Prévision de probabilité d’attaque tsunami
Kunihiko Shimazaki (Université de Tokyo), membre dirigeant du comité de recherche sur les tremblements de terre au siège de la promotion de la recherche sur les tremblements de terre au Japon, a évoqué l’idée d’instaurer un système d’éducation publique sur la probabilité de risque de tsunami; Un tel système a été annoncé par Shimazaki au Japon National Press Club en mai 2011. Les prévisions incluraient une détection des risques pour l’environnement, y compris la hauteur proposée pour le tsunami, les zones dangereuses exposées aux tsunamis et la probabilité globale d’occurrence.

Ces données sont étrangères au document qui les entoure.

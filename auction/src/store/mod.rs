//! Interfaces to the collaborators that own durable state.
//!
//! The engine only ever talks to these traits. `memory` backs tests and local
//! runs; `sqlx_store` is the transactional implementation.

pub mod memory;
pub mod sqlx_store;

use std::sync::Arc;

use anyhow::Result;
use async_trait::async_trait;

use crate::model::{AdUnit, AuctionResult, BudgetState, Candidate};

/// Placement lookup, used to reject unknown ad units and sites.
#[async_trait]
pub trait InventoryDirectory: Send + Sync {
    async fn get_ad_unit(&self, ad_unit_id: &str) -> Result<Option<AdUnit>>;
}

/// Campaign store view: candidates that are active by status.
///
/// Bundled sources partition by organization; `ad_unit_id` is available to
/// sources that partition inventory by placement.
#[async_trait]
pub trait CandidateSource: Send + Sync {
    async fn list_eligible(&self, ad_unit_id: &str, organization_id: &str)
    -> Result<Vec<Candidate>>;
}

#[derive(Clone, Copy, Debug, PartialEq, Eq)]
pub enum SpendOutcome {
    Applied,
    AlreadyApplied,
}

#[async_trait]
pub trait BudgetStore: Send + Sync {
    async fn get_state(&self, campaign_id: &str) -> Result<Option<BudgetState>>;

    /// Adds `amount` to the campaign's spend, at most once per `request_id`.
    async fn increment_spend(
        &self,
        request_id: &str,
        campaign_id: &str,
        amount: f64,
    ) -> Result<SpendOutcome>;
}

/// Counter mutations owed by the winner of an auction.
#[derive(Clone, Debug, PartialEq)]
pub struct WinCharge {
    pub candidate_id: String,
    pub campaign_id: String,
    /// The clearing price. It is a total score, so it carries the
    /// `quality_score * W` component on top of a bid that was capped to the
    /// remaining budget. A campaign near its cap can be overshot by up to W.
    pub amount: f64,
}

#[derive(Clone, Copy, Debug, PartialEq, Eq)]
pub enum UpsertOutcome {
    Applied,
    AlreadyPresent,
}

#[async_trait]
pub trait ResultStore: Send + Sync {
    async fn get_by_request_id(&self, request_id: &str) -> Result<Option<AuctionResult>>;

    /// Inserts `result` keyed by its request id and, only if the row was newly
    /// inserted, applies `charge` (spend + impression) in the same transaction.
    /// Either everything is applied or nothing is.
    async fn upsert(
        &self,
        result: &AuctionResult,
        charge: Option<&WinCharge>,
    ) -> Result<UpsertOutcome>;
}

/// The four collaborators an engine needs.
#[derive(Clone)]
pub struct AuctionStores {
    pub directory: Arc<dyn InventoryDirectory>,
    pub candidates: Arc<dyn CandidateSource>,
    pub budgets: Arc<dyn BudgetStore>,
    pub results: Arc<dyn ResultStore>,
}

impl AuctionStores {
    /// All four roles served by one backend.
    pub fn shared<S>(store: Arc<S>) -> Self
    where
        S: InventoryDirectory + CandidateSource + BudgetStore + ResultStore + 'static,
    {
        Self {
            directory: store.clone(),
            candidates: store.clone(),
            budgets: store.clone(),
            results: store,
        }
    }
}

La prévision intégrerait les connaissances scientifiques de l’interdisciplinarité récente avec les informations recueillies à la suite du séisme et du tsunami de Tōhoku en 2011. Selon l’annonce, un plan devait être mis en place d’ici 2014; cependant, Des prévisions fiables de la probabilité de tremblement de terre et de tsunami sont encore indisponibles. Shimazaki a reconnu que, compte tenu de la littérature actuelle sur le sujet, les avertissements de probabilité de tsunami sont aussi difficiles, sinon plus, à prévoir que la probabilité de risque sismique.

Pendant un tsunami
Pendant une alerte au tsunami, suivez les itinéraires d’évacuation et prêtez une attention particulière à ce que les autorités disent car elles sont généralement (en particulier dans les pays côtiers du Pacifique) bien conscientes de la nature du tsunami et ont affiné leurs plans d’urgence. avec les tsunamis précédents. La chose la plus importante lors d’un tsunami est évidemment d’aller sur les hauteurs. Cependant, les arbres et même les toits des maisons sont une alternative insignifiante aux montagnes car l’énorme force du tsunami peut tout simplement détruire l’arbre ou même la maison dans laquelle vous recherchez un abri (ou au sommet).

En aucun cas, ne comptez sur votre capacité de nage contre un courant aussi puissant! Si le pire absolu se produit et que l’eau vous emporte, essayez de vous en tenir à un débris flottant et d’attendre le secours.

N’allez pas à la côte pour voir ou voir pour un tsunami! Lors du tsunami de mars 2011 provoqué par le séisme de Tōhoku, un homme âgé de 25 ans a été emporté dans l’océan Pacifique près de la rivière Klamath, dans le nord de la Californie. L’homme et des amis s’étaient rendus sur le littoral pour prendre des photos des vagues à venir. Ses amis ont survécu, mais le corps de l’homme n’a jamais été retrouvé.

Après un tsunami
Sachez qu’il peut y avoir plus d’une vague de tsunami et jusqu’à 24 heures après la vague initiale. Restez donc évacué jusqu’à ce que les autorités vous disent que le retour est sans danger.

Lors du retour dans les bâtiments, sachez que les eaux de crue peuvent avoir causé de graves dommages à l’infrastructure. Les eaux de crue peuvent également être contaminées par des eaux usées.

Évitez les visites et ne voyagez que si nécessaire. Si vous avez pris des arrangements de voyage avec une compagnie aérienne ou autre, il est préférable de contacter cette dernière pour obtenir des conseils.